Task brief ->
If a line in the listing below contains "small", return that line.

Data to process ->
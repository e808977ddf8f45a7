//! Render configuration.
//!
//! [`RenderConfig`] is fixed for the duration of one render. With the
//! `config` feature it can be loaded from YAML; every field is optional there
//! and falls back to [`RenderConfig::default`].

use std::collections::BTreeMap;
use std::path::PathBuf;

#[cfg(feature = "config")]
use serde::{Deserialize, Serialize};

use crate::error::{Error, Result};

/// Graph direction.
#[derive(Debug, Clone, Copy, PartialEq, Eq, Default)]
#[cfg_attr(feature = "config", derive(Serialize, Deserialize))]
pub enum Orientation {
    /// Root at the top.
    #[default]
    TD,
    /// Root at the left.
    LR,
}

impl Orientation {
    /// Graphviz `rankdir` value.
    #[must_use]
    pub fn rankdir(self) -> &'static str {
        match self {
            Self::TD => "TD",
            Self::LR => "LR",
        }
    }

    /// Graphviz `ranksep` value.
    #[must_use]
    pub fn ranksep(self) -> &'static str {
        match self {
            Self::TD => ".2",
            Self::LR => ".22",
        }
    }
}

/// How per-class bars share a histogram bin.
#[derive(Debug, Clone, Copy, PartialEq, Eq, Default)]
#[cfg_attr(feature = "config", derive(Serialize, Deserialize))]
#[cfg_attr(feature = "config", serde(rename_all = "lowercase"))]
pub enum HistType {
    /// Class bars side by side within each bin.
    Bar,
    /// Class bars stacked on top of each other.
    #[default]
    BarStacked,
}

/// Options for one render call.
#[derive(Debug, Clone, PartialEq)]
#[cfg_attr(feature = "config", derive(Serialize, Deserialize))]
#[cfg_attr(feature = "config", serde(default))]
pub struct RenderConfig {
    /// Graph direction.
    pub orientation: Orientation,
    /// Digits after the decimal point in split and value labels.
    pub precision: usize,
    /// Embed per-node plots (true) or use plain text/disk nodes (false).
    pub fancy: bool,
    /// Classifier split histogram style.
    pub histtype: HistType,
    /// Label the two edges leaving the root with `<` and `>=`.
    pub show_root_edge_labels: bool,
    /// Label every split edge.
    pub show_edge_labels: bool,
    /// Node ids to highlight when no instance is traced.
    pub highlight_path: Vec<usize>,
    /// Instance to trace down the tree.
    pub instance: Option<Vec<f32>>,
    /// Instance table collapses above this many features in LR orientation.
    pub max_x_features_lr: usize,
    /// Instance table collapses above this many features in TD orientation.
    pub max_x_features_td: usize,
    /// Where node images are written.
    pub artifact_dir: PathBuf,
}

impl Default for RenderConfig {
    fn default() -> Self {
        Self {
            orientation: Orientation::TD,
            precision: 2,
            fancy: true,
            histtype: HistType::BarStacked,
            show_root_edge_labels: true,
            show_edge_labels: false,
            highlight_path: Vec::new(),
            instance: None,
            max_x_features_lr: 10,
            max_x_features_td: 20,
            artifact_dir: std::env::temp_dir(),
        }
    }
}

impl RenderConfig {
    /// Default configuration.
    #[must_use]
    pub fn new() -> Self {
        Self::default()
    }

    /// Set the graph direction.
    #[must_use]
    pub fn orientation(mut self, orientation: Orientation) -> Self {
        self.orientation = orientation;
        self
    }

    /// Set the label precision.
    #[must_use]
    pub fn precision(mut self, precision: usize) -> Self {
        self.precision = precision;
        self
    }

    /// Toggle embedded node plots.
    #[must_use]
    pub fn fancy(mut self, fancy: bool) -> Self {
        self.fancy = fancy;
        self
    }

    /// Set the classifier histogram style.
    #[must_use]
    pub fn histtype(mut self, histtype: HistType) -> Self {
        self.histtype = histtype;
        self
    }

    /// Toggle root edge labels.
    #[must_use]
    pub fn show_root_edge_labels(mut self, show: bool) -> Self {
        self.show_root_edge_labels = show;
        self
    }

    /// Toggle labels on every split edge.
    #[must_use]
    pub fn show_edge_labels(mut self, show: bool) -> Self {
        self.show_edge_labels = show;
        self
    }

    /// Highlight these node ids (ignored when an instance is traced).
    #[must_use]
    pub fn highlight_path(mut self, ids: Vec<usize>) -> Self {
        self.highlight_path = ids;
        self
    }

    /// Trace an instance.
    #[must_use]
    pub fn instance(mut self, x: Vec<f32>) -> Self {
        self.instance = Some(x);
        self
    }

    /// Set both instance-table collapse thresholds.
    #[must_use]
    pub fn max_x_features(mut self, lr: usize, td: usize) -> Self {
        self.max_x_features_lr = lr;
        self.max_x_features_td = td;
        self
    }

    /// Write node images under `dir`.
    #[must_use]
    pub fn artifact_dir(mut self, dir: impl Into<PathBuf>) -> Self {
        self.artifact_dir = dir.into();
        self
    }

    /// Instance-table collapse threshold for the configured orientation.
    #[must_use]
    pub fn instance_feature_limit(&self) -> usize {
        match self.orientation {
            Orientation::TD => self.max_x_features_td,
            Orientation::LR => self.max_x_features_lr,
        }
    }

    /// Loads configuration from a YAML file.
    ///
    /// # Errors
    ///
    /// Returns [`Error::Io`] if the file cannot be read, or
    /// [`Error::ConfigParse`] if it is not a valid configuration.
    #[cfg(feature = "config")]
    pub fn load(path: impl AsRef<std::path::Path>) -> Result<Self> {
        let content = std::fs::read_to_string(path.as_ref())?;
        Self::parse(&content)
    }

    /// Parses configuration from a YAML string.
    ///
    /// # Errors
    ///
    /// Returns [`Error::ConfigParse`] with the failing line.
    #[cfg(feature = "config")]
    pub fn parse(yaml: &str) -> Result<Self> {
        serde_yaml_ng::from_str(yaml).map_err(|e| {
            let line = e.location().map_or(0, |l| l.line());
            Error::ConfigParse {
                line,
                message: e.to_string(),
            }
        })
    }

    /// Serializes to YAML.
    ///
    /// # Errors
    ///
    /// Returns [`Error::ConfigParse`] if serialization fails.
    #[cfg(feature = "config")]
    pub fn to_yaml(&self) -> Result<String> {
        serde_yaml_ng::to_string(self).map_err(|e| Error::ConfigParse {
            line: 0,
            message: e.to_string(),
        })
    }
}

/// Display names for classifier labels.
#[derive(Debug, Clone, PartialEq, Eq)]
pub enum ClassNames {
    /// Name of label `i` at position `i`.
    List(Vec<String>),
    /// Explicit label to name mapping.
    Map(BTreeMap<i64, String>),
}

impl ClassNames {
    /// Name list indexed by label value.
    pub fn list<S: Into<String>>(names: impl IntoIterator<Item = S>) -> Self {
        Self::List(names.into_iter().map(Into::into).collect())
    }

    /// Display name of `label`.
    ///
    /// # Errors
    ///
    /// Returns [`Error::MissingClassName`] if the label has no name.
    pub fn name(&self, label: i64) -> Result<&str> {
        let name = match self {
            Self::List(names) => usize::try_from(label).ok().and_then(|i| names.get(i)),
            Self::Map(names) => names.get(&label),
        };
        name.map(String::as_str).ok_or(Error::MissingClassName(label))
    }
}

impl<S: Into<String>> FromIterator<(i64, S)> for ClassNames {
    fn from_iter<I: IntoIterator<Item = (i64, S)>>(iter: I) -> Self {
        Self::Map(iter.into_iter().map(|(k, v)| (k, v.into())).collect())
    }
}

#[cfg(test)]
mod tests {
    use super::*;

    #[test]
    fn test_config_default() {
        let config = RenderConfig::default();
        assert_eq!(config.precision, 2);
        assert_eq!(config.orientation, Orientation::TD);
        assert!(config.fancy);
        assert!(config.show_root_edge_labels);
        assert!(!config.show_edge_labels);
        assert_eq!(config.histtype, HistType::BarStacked);
        assert!(config.instance.is_none());
        assert_eq!(config.max_x_features_lr, 10);
        assert_eq!(config.max_x_features_td, 20);
        assert_eq!(config.artifact_dir, std::env::temp_dir());
    }

    #[test]
    fn test_builder() {
        let config = RenderConfig::new()
            .orientation(Orientation::LR)
            .precision(4)
            .fancy(false)
            .histtype(HistType::Bar)
            .highlight_path(vec![0, 2])
            .artifact_dir("/tmp/trees");
        assert_eq!(config.orientation, Orientation::LR);
        assert_eq!(config.precision, 4);
        assert!(!config.fancy);
        assert_eq!(config.highlight_path, vec![0, 2]);
        assert_eq!(config.artifact_dir, PathBuf::from("/tmp/trees"));
    }

    #[test]
    fn test_max_x_features_follows_orientation() {
        let config = RenderConfig::new().max_x_features(3, 7);
        assert_eq!(config.instance_feature_limit(), 7);
        assert_eq!(config.orientation(Orientation::LR).instance_feature_limit(), 3);
    }

    #[test]
    fn test_orientation_attributes() {
        assert_eq!(Orientation::TD.rankdir(), "TD");
        assert_eq!(Orientation::LR.rankdir(), "LR");
        assert_eq!(Orientation::TD.ranksep(), ".2");
        assert_eq!(Orientation::LR.ranksep(), ".22");
    }

    #[test]
    fn test_class_names_list() {
        let names = ClassNames::list(["setosa", "versicolor", "virginica"]);
        assert_eq!(names.name(1).unwrap(), "versicolor");
        assert!(matches!(names.name(3), Err(Error::MissingClassName(3))));
        assert!(matches!(names.name(-1), Err(Error::MissingClassName(-1))));
    }

    #[test]
    fn test_class_names_map() {
        let names: ClassNames = [(5, "five"), (9, "nine")].into_iter().collect();
        assert_eq!(names.name(9).unwrap(), "nine");
        assert!(names.name(0).is_err());
    }

    #[cfg(feature = "config")]
    #[test]
    fn test_parse_partial_yaml() {
        let config = RenderConfig::parse("orientation: LR\nprecision: 3\nhisttype: bar\n").unwrap();
        assert_eq!(config.orientation, Orientation::LR);
        assert_eq!(config.precision, 3);
        assert_eq!(config.histtype, HistType::Bar);
        assert!(config.fancy);
    }

    #[cfg(feature = "config")]
    #[test]
    fn test_parse_error_line() {
        let err = RenderConfig::parse("precision: 2\nfancy: [not, a, bool]\n").unwrap_err();
        match err {
            Error::ConfigParse { line, .. } => assert_eq!(line, 2),
            other => panic!("unexpected error: {other}"),
        }
    }

    #[cfg(feature = "config")]
    #[test]
    fn test_yaml_round_trip_and_load() {
        let config = RenderConfig::new().instance(vec![1.0, 2.5]).precision(1);
        let yaml = config.to_yaml().unwrap();
        let dir = tempfile::tempdir().unwrap();
        let path = dir.path().join("render.yaml");
        std::fs::write(&path, yaml).unwrap();
        assert_eq!(RenderConfig::load(&path).unwrap(), config);
    }
}
//! Sizing and binning heuristics shared by the node plots.
//!
//! All functions here are pure. Node images are scaled relative to their
//! siblings so that bigger nodes read as bigger at a glance.

use crate::config::HistType;
use crate::error::{Error, Result};

/// Histogram bin count per class count for side-by-side bars.
///
/// Fewer bins as the class count grows keeps the bars legible.
pub const NUM_BINS: [usize; 11] = [0, 0, 10, 9, 8, 6, 6, 6, 5, 5, 5];

/// Largest class count the calibration tables cover.
pub const MAX_CLASSES: usize = NUM_BINS.len() - 1;

/// Rescale `n` linearly from `[min(counts), max(counts)]` into `output_range`.
///
/// Returns `output_range.0` when `counts` is empty or all counts are equal.
#[must_use]
pub fn prop_size(n: f32, counts: &[f32], output_range: (f32, f32)) -> f32 {
    let lo = counts.iter().copied().fold(f32::INFINITY, f32::min);
    let hi = counts.iter().copied().fold(f32::NEG_INFINITY, f32::max);
    let span = hi - lo;
    if !span.is_finite() || span <= 0.0 {
        return output_range.0;
    }
    let (out_lo, out_hi) = output_range;
    (n - lo) / span * (out_hi - out_lo) + out_lo
}

/// Histogram bins for a classifier with `n_classes` classes.
///
/// # Errors
///
/// Returns [`Error::UnsupportedClassCount`] above [`MAX_CLASSES`].
pub fn bin_count(hist_type: HistType, n_classes: usize) -> Result<usize> {
    let bins = *NUM_BINS
        .get(n_classes)
        .ok_or(Error::UnsupportedClassCount(n_classes))?;
    Ok(match hist_type {
        HistType::Bar => bins,
        HistType::BarStacked => bins * 2,
    })
}

/// Diameter in inches of a leaf disk holding `n` samples, relative to all
/// leaf sample counts.
#[must_use]
pub fn leaf_disk_size(n: usize, leaf_counts: &[usize]) -> f32 {
    let counts: Vec<f32> = leaf_counts.iter().map(|&c| c as f32).collect();
    prop_size(n as f32, &counts, (1.01, 2.7)).ln().sqrt()
}

/// Bin index of `value` for `nbins` equal-width bins over `range`.
///
/// Values at or beyond the upper edge land in the last bin; a degenerate
/// range puts everything in bin 0.
#[must_use]
pub fn histogram_bin(value: f32, range: (f32, f32), nbins: usize) -> usize {
    let (lo, hi) = range;
    let width = (hi - lo) / nbins as f32;
    if nbins == 0 || width.is_nan() || width <= 0.0 || !value.is_finite() {
        return 0;
    }
    (((value - lo) / width).floor().max(0.0) as usize).min(nbins - 1)
}

#[cfg(test)]
mod tests {
    use super::*;
    use approx::assert_relative_eq;

    #[test]
    fn test_prop_size_linear() {
        assert_relative_eq!(prop_size(5.0, &[0.0, 10.0], (0.5, 1.5)), 1.0);
        assert_relative_eq!(prop_size(0.0, &[0.0, 10.0], (0.5, 1.5)), 0.5);
        assert_relative_eq!(prop_size(10.0, &[0.0, 10.0], (0.5, 1.5)), 1.5);
    }

    #[test]
    fn test_prop_size_equal_counts() {
        assert_relative_eq!(prop_size(7.0, &[7.0, 7.0, 7.0], (1.01, 2.7)), 1.01);
        assert_relative_eq!(prop_size(3.0, &[], (0.5, 1.5)), 0.5);
    }

    #[test]
    fn test_bin_count_table() {
        assert_eq!(bin_count(HistType::Bar, 2).unwrap(), 10);
        assert_eq!(bin_count(HistType::Bar, 3).unwrap(), 9);
        assert_eq!(bin_count(HistType::Bar, 10).unwrap(), 5);
        assert_eq!(bin_count(HistType::BarStacked, 3).unwrap(), 18);
    }

    #[test]
    fn test_bin_count_stacked_doubles() {
        for k in 0..=MAX_CLASSES {
            assert_eq!(
                bin_count(HistType::BarStacked, k).unwrap(),
                2 * bin_count(HistType::Bar, k).unwrap()
            );
        }
    }

    #[test]
    fn test_bin_count_unsupported() {
        assert!(matches!(
            bin_count(HistType::Bar, 11),
            Err(Error::UnsupportedClassCount(11))
        ));
    }

    #[test]
    fn test_leaf_disk_size() {
        let counts = [10, 50, 100];
        let small = leaf_disk_size(10, &counts);
        let large = leaf_disk_size(100, &counts);
        assert_relative_eq!(small, 1.01f32.ln().sqrt(), epsilon = 1e-5);
        assert_relative_eq!(large, 2.7f32.ln().sqrt(), epsilon = 1e-5);
        assert!(small < leaf_disk_size(50, &counts));
    }

    #[test]
    fn test_histogram_bin_edges() {
        assert_eq!(histogram_bin(0.0, (0.0, 10.0), 5), 0);
        assert_eq!(histogram_bin(1.99, (0.0, 10.0), 5), 0);
        assert_eq!(histogram_bin(2.0, (0.0, 10.0), 5), 1);
        assert_eq!(histogram_bin(10.0, (0.0, 10.0), 5), 4);
        assert_eq!(histogram_bin(3.0, (3.0, 3.0), 5), 0);
        assert_eq!(histogram_bin(3.0, (0.0, 10.0), 0), 0);
    }
}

Answer ->
        let small = leaf_disk_size(10, &counts);
        assert_relative_eq!(small, 1.01f32.ln().sqrt(), epsilon = 1e-5);
        assert!(small < leaf_disk_size(50, &counts));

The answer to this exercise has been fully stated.